- [WORK TO COMPLETE] Below are records; copy every line in them that holds the word "Document".

(Stored items)
Content starts

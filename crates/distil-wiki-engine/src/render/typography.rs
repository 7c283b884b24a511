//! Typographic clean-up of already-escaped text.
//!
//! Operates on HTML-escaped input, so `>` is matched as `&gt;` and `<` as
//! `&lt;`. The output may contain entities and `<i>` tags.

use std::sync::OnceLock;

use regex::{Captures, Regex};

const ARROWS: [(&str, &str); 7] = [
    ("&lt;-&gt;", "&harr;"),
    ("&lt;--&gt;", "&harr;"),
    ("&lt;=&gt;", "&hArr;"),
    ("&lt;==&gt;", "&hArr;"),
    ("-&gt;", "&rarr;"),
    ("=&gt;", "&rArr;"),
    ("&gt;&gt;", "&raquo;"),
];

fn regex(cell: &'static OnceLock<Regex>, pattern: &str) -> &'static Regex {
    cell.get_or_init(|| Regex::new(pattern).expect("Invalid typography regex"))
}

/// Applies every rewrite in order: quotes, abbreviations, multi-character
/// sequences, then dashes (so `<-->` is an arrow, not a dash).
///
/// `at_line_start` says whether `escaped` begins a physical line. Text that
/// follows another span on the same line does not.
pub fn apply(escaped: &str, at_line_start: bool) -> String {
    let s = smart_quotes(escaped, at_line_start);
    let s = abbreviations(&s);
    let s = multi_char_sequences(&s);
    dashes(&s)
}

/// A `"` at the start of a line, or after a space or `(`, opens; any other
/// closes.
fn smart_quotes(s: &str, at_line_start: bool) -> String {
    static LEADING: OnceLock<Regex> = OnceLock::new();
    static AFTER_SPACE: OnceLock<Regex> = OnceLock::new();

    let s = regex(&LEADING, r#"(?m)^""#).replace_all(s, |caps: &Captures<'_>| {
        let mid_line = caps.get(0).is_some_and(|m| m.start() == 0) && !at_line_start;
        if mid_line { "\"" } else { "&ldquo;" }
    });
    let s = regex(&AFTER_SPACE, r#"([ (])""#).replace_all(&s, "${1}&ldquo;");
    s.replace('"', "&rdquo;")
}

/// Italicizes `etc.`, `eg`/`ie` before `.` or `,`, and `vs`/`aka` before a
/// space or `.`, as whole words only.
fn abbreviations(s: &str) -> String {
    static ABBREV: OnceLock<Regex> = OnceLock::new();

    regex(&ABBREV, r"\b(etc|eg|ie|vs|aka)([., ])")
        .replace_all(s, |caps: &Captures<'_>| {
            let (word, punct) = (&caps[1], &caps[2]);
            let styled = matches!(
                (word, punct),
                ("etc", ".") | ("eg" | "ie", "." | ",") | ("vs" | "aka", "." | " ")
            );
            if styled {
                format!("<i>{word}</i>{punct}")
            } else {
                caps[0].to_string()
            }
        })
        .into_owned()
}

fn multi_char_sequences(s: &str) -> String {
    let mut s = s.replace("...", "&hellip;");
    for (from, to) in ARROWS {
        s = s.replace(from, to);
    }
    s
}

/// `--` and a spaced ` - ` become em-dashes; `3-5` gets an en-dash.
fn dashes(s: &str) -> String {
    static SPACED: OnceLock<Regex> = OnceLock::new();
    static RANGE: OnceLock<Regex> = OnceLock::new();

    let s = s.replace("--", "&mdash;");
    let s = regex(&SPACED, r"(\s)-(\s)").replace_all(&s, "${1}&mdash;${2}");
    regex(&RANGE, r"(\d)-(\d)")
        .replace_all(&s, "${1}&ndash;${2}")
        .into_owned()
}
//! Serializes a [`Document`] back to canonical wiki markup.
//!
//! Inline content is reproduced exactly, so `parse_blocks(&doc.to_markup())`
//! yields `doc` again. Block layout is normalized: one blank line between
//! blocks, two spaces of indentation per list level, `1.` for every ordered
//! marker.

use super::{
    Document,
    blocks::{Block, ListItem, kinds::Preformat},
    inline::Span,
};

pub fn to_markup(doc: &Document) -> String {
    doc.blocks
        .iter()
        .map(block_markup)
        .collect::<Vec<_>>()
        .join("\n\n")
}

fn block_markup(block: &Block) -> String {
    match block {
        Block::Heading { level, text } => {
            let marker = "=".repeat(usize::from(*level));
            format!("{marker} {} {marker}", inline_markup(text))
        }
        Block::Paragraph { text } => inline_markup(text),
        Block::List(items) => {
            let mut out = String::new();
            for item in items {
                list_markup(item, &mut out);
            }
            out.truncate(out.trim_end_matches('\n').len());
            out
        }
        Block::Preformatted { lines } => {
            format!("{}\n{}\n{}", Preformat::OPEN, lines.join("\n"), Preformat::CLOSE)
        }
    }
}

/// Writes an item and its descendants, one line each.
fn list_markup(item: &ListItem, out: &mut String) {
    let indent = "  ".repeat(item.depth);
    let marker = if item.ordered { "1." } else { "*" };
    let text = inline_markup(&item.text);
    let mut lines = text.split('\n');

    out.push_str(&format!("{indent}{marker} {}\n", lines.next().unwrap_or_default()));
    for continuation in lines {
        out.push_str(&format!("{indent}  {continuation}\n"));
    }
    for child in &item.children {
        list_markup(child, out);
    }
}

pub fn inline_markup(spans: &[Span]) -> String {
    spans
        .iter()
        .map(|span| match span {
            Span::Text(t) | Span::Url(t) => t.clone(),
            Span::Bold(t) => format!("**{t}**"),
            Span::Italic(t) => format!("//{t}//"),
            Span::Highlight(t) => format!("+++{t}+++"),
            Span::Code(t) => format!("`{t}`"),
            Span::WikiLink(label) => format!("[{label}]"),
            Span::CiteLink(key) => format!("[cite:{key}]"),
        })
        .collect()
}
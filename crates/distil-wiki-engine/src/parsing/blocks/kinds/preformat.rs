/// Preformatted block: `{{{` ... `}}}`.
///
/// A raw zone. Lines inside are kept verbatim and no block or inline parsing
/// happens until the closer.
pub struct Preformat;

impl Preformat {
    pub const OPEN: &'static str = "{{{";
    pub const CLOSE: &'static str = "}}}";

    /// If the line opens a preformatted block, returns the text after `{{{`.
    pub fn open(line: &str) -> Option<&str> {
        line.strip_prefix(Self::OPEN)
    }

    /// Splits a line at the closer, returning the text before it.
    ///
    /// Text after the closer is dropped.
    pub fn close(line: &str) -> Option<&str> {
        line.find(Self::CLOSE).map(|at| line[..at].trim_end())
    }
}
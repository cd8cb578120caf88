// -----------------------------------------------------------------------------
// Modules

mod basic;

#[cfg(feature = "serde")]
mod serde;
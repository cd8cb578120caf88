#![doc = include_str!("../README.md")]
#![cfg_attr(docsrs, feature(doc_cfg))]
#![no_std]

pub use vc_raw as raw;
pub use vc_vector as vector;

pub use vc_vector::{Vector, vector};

Content ends

- [EXPECTED ANSWER]
//! Serializes a [`Document`] back to canonical wiki markup.
    Document,
pub fn to_markup(doc: &Document) -> String {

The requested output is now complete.